* [Action item]:
Set down each line of the data below exactly.

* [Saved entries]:

⟨

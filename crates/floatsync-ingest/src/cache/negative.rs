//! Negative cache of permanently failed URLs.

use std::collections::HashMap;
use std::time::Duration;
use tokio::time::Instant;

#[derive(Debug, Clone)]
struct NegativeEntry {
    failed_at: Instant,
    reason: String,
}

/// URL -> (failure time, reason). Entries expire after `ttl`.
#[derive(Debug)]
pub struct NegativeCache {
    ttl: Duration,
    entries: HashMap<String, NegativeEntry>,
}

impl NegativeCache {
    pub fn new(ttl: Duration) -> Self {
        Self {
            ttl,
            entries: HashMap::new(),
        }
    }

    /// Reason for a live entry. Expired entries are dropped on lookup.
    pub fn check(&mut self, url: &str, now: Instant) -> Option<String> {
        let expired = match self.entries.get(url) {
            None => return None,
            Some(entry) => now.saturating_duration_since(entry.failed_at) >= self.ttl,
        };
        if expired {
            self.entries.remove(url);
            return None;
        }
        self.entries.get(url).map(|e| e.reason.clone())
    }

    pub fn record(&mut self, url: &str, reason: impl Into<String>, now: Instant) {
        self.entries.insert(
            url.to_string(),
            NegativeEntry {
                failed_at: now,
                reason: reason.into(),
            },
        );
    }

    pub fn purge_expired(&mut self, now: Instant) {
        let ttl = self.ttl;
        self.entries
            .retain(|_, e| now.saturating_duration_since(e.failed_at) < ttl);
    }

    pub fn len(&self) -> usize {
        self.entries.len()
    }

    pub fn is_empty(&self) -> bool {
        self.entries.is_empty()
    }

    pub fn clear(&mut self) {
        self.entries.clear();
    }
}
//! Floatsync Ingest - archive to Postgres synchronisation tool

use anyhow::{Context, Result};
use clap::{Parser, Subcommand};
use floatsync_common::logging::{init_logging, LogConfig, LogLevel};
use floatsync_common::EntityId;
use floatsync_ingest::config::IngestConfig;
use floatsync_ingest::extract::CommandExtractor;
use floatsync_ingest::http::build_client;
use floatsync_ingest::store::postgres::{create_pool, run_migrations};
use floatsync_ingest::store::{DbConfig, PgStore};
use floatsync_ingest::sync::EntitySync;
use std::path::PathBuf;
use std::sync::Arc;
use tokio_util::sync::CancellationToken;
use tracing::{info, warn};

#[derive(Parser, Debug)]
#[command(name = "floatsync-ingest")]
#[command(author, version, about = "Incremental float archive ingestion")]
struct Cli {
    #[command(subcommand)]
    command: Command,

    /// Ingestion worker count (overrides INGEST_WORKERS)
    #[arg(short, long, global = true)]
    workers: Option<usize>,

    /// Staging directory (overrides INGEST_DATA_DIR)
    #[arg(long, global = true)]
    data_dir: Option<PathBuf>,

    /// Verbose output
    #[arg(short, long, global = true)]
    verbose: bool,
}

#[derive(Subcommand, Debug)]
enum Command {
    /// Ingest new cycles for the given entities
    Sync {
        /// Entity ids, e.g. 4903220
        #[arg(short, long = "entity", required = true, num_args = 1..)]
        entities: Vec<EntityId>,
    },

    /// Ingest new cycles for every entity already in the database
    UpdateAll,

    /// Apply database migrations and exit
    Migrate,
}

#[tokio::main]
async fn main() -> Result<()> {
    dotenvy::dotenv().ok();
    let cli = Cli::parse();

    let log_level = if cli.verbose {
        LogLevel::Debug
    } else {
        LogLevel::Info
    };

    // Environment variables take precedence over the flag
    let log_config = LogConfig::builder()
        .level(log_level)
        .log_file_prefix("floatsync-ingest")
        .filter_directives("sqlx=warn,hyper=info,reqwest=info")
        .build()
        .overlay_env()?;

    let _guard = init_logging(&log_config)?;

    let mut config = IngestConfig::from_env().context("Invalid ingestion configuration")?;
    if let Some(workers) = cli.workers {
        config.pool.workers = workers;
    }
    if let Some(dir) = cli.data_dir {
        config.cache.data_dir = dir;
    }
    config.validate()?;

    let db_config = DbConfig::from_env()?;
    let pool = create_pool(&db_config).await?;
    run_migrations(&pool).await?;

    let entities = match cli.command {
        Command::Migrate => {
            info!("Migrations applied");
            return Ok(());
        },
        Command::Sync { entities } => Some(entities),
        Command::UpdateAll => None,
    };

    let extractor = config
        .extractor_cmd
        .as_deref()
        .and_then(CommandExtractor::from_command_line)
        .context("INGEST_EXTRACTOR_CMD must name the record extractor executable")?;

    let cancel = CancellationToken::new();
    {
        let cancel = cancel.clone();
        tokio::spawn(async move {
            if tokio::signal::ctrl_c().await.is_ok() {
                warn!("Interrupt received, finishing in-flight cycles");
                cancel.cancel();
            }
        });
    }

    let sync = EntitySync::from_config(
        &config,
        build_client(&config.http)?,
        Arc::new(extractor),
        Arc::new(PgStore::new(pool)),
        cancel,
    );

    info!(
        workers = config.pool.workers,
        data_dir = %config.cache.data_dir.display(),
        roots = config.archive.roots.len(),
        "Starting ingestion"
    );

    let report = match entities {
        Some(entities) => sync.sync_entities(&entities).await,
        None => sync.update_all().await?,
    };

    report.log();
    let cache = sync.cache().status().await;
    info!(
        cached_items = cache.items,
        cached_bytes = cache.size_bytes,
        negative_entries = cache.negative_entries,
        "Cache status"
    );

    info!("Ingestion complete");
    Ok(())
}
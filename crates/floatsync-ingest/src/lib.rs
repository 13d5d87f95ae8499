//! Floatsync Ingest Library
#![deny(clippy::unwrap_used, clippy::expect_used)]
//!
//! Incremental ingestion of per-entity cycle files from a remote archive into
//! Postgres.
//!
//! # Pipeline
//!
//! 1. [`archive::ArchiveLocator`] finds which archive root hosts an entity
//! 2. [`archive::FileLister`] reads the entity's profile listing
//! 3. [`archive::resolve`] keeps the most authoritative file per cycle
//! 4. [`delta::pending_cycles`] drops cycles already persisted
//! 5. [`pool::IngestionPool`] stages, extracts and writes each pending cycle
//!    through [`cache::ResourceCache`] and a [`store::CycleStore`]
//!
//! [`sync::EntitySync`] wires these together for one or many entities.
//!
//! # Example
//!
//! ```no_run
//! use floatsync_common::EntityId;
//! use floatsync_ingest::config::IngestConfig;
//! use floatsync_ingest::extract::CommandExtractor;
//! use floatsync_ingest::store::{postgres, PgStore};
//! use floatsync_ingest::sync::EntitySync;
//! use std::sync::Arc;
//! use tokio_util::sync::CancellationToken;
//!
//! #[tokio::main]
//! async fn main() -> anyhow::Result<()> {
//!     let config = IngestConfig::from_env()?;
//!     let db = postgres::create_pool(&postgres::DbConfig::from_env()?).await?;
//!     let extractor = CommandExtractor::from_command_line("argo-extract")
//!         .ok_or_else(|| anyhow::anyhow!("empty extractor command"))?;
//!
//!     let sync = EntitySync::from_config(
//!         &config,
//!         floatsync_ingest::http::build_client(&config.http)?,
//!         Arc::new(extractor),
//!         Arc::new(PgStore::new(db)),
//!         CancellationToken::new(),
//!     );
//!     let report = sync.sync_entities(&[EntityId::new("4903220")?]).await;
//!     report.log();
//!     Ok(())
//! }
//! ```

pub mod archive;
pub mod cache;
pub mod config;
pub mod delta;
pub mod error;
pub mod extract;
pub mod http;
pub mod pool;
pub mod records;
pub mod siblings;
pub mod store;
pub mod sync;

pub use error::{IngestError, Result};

⟩

* [Answer to the exercise]:
filename crates/floatsync-ingest/src/cache/negative.rs
//! Negative cache of permanently failed URLs.

use std::collections::HashMap;
use std::time::Duration;
use tokio::time::Instant;

#[derive(Debug, Clone)]
struct NegativeEntry {
    failed_at: Instant,
    reason: String,
}

/// URL -> (failure time, reason). Entries expire after `ttl`.
#[derive(Debug)]
pub struct NegativeCache {
    ttl: Duration,
    entries: HashMap<String, NegativeEntry>,
}

impl NegativeCache {
    pub fn new(ttl: Duration) -> Self {
        Self {
            ttl,
            entries: HashMap::new(),
        }
    }

    /// Reason for a live entry. Expired entries are dropped on lookup.
    pub fn check(&mut self, url: &str, now: Instant) -> Option<String> {
        let expired = match self.entries.get(url) {
            None => return None,
            Some(entry) => now.saturating_duration_since(entry.failed_at) >= self.ttl,
        };
        if expired {
            self.entries.remove(url);
            return None;
        }
        self.entries.get(url).map(|e| e.reason.clone())
    }

    pub fn record(&mut self, url: &str, reason: impl Into<String>, now: Instant) {
        self.entries.insert(
            url.to_string(),
            NegativeEntry {
                failed_at: now,
                reason: reason.into(),
            },
        );
    }

    pub fn purge_expired(&mut self, now: Instant) {
        let ttl = self.ttl;
        self.entries
            .retain(|_, e| now.saturating_duration_since(e.failed_at) < ttl);
    }

    pub fn len(&self) -> usize {
        self.entries.len()
    }

    pub fn is_empty(&self) -> bool {
        self.entries.is_empty()
    }

    pub fn clear(&mut self) {
        self.entries.clear();
    }
}
//! Floatsync Ingest - archive to Postgres synchronisation tool

use anyhow::{Context, Result};
use clap::{Parser, Subcommand};
use floatsync_common::logging::{init_logging, LogConfig, LogLevel};
use floatsync_common::EntityId;
use floatsync_ingest::config::IngestConfig;
use floatsync_ingest::extract::CommandExtractor;
use floatsync_ingest::http::build_client;
use floatsync_ingest::store::postgres::{create_pool, run_migrations};
use floatsync_ingest::store::{DbConfig, PgStore};
use floatsync_ingest::sync::EntitySync;
use std::path::PathBuf;
use std::sync::Arc;
use tokio_util::sync::CancellationToken;
use tracing::{info, warn};

#[derive(Parser, Debug)]
#[command(name = "floatsync-ingest")]
#[command(author, version, about = "Incremental float archive ingestion")]
struct Cli {
    #[command(subcommand)]
    command: Command,

    /// Ingestion worker count (overrides INGEST_WORKERS)
    #[arg(short, long, global = true)]
    workers: Option<usize>,

    /// Staging directory (overrides INGEST_DATA_DIR)
    #[arg(long, global = true)]
    data_dir: Option<PathBuf>,

    /// Verbose output
    #[arg(short, long, global = true)]
    verbose: bool,
}

#[derive(Subcommand, Debug)]
enum Command {
    /// Ingest new cycles for the given entities
    Sync {
        /// Entity ids, e.g. 4903220
        #[arg(short, long = "entity", required = true, num_args = 1..)]
        entities: Vec<EntityId>,
    },

    /// Ingest new cycles for every entity already in the database
    UpdateAll,

    /// Apply database migrations and exit
    Migrate,
}

#[tokio::main]
async fn main() -> Result<()> {
    dotenvy::dotenv().ok();
    let cli = Cli::parse();

    let log_level = if cli.verbose {
        LogLevel::Debug
    } else {
        LogLevel::Info
    };

    // Environment variables take precedence over the flag
    let log_config = LogConfig::builder()
        .level(log_level)
        .log_file_prefix("floatsync-ingest")
        .filter_directives("sqlx=warn,hyper=info,reqwest=info")
        .build()
        .overlay_env()?;

    let _guard = init_logging(&log_config)?;

    let mut config = IngestConfig::from_env().context("Invalid ingestion configuration")?;
    if let Some(workers) = cli.workers {
        config.pool.workers = workers;
    }
    if let Some(dir) = cli.data_dir {
        config.cache.data_dir = dir;
    }
    config.validate()?;

    let db_config = DbConfig::from_env()?;
    let pool = create_pool(&db_config).await?;
    run_migrations(&pool).await?;

    let entities = match cli.command {
        Command::Migrate => {
            info!("Migrations applied");
            return Ok(());
        },
        Command::Sync { entities } => Some(entities),
        Command::UpdateAll => None,
    };

    let extractor = config
        .extractor_cmd
        .as_deref()
        .and_then(CommandExtractor::from_command_line)
        .context("INGEST_EXTRACTOR_CMD must name the record extractor executable")?;

    let cancel = CancellationToken::new();
    {
        let cancel = cancel.clone();
        tokio::spawn(async move {
            if tokio::signal::ctrl_c().await.is_ok() {
                warn!("Interrupt received, finishing in-flight cycles");
                cancel.cancel();
            }
        });
    }

    let sync = EntitySync::from_config(
        &config,
        build_client(&config.http)?,
        Arc::new(extractor),
        Arc::new(PgStore::new(pool)),
        cancel,
    );

    info!(
        workers = config.pool.workers,
        data_dir = %config.cache.data_dir.display(),
        roots = config.archive.roots.len(),
        "Starting ingestion"
    );

    let report = match entities {
        Some(entities) => sync.sync_entities(&entities).await,
        None => sync.update_all().await?,
    };

    report.log();
    let cache = sync.cache().status().await;
    info!(
        cached_items = cache.items,
        cached_bytes = cache.size_bytes,
        negative_entries = cache.negative_entries,
        "Cache status"
    );

    info!("Ingestion complete");
    Ok(())
}
filename crates/floatsync-ingest/src/lib.rs
repository 13d5d87f95ae8499
//! Floatsync Ingest Library
#![deny(clippy::unwrap_used, clippy::expect_used)]
//!
//! Incremental ingestion of per-entity cycle files from a remote archive into
//! Postgres.
//!
//! # Pipeline
//!
//! 1. [`archive::ArchiveLocator`] finds which archive root hosts an entity
//! 2. [`archive::FileLister`] reads the entity's profile listing
//! 3. [`archive::resolve`] keeps the most authoritative file per cycle
//! 4. [`delta::pending_cycles`] drops cycles already persisted
//! 5. [`pool::IngestionPool`] stages, extracts and writes each pending cycle
//!    through [`cache::ResourceCache`] and a [`store::CycleStore`]
//!
//! [`sync::EntitySync`] wires these together for one or many entities.
//!
//! # Example
//!
//! ```no_run
//! use floatsync_common::EntityId;
//! use floatsync_ingest::config::IngestConfig;
//! use floatsync_ingest::extract::CommandExtractor;
//! use floatsync_ingest::store::{postgres, PgStore};
//! use floatsync_ingest::sync::EntitySync;
//! use std::sync::Arc;
//! use tokio_util::sync::CancellationToken;
//!
//! #[tokio::main]
//! async fn main() -> anyhow::Result<()> {
//!     let config = IngestConfig::from_env()?;
//!     let db = postgres::create_pool(&postgres::DbConfig::from_env()?).await?;
//!     let extractor = CommandExtractor::from_command_line("argo-extract")
//!         .ok_or_else(|| anyhow::anyhow!("empty extractor command"))?;
//!
//!     let sync = EntitySync::from_config(
//!         &config,
//!         floatsync_ingest::http::build_client(&config.http)?,
//!         Arc::new(extractor),
//!         Arc::new(PgStore::new(db)),
//!         CancellationToken::new(),
//!     );
//!     let report = sync.sync_entities(&[EntityId::new("4903220")?]).await;
//!     report.log();
//!     Ok(())
//! }
//! ```

pub mod archive;
pub mod cache;
pub mod config;
pub mod delta;
pub mod error;
pub mod extract;
pub mod http;
pub mod pool;
pub mod records;
pub mod siblings;
pub mod store;
pub mod sync;

pub use error::{IngestError, Result};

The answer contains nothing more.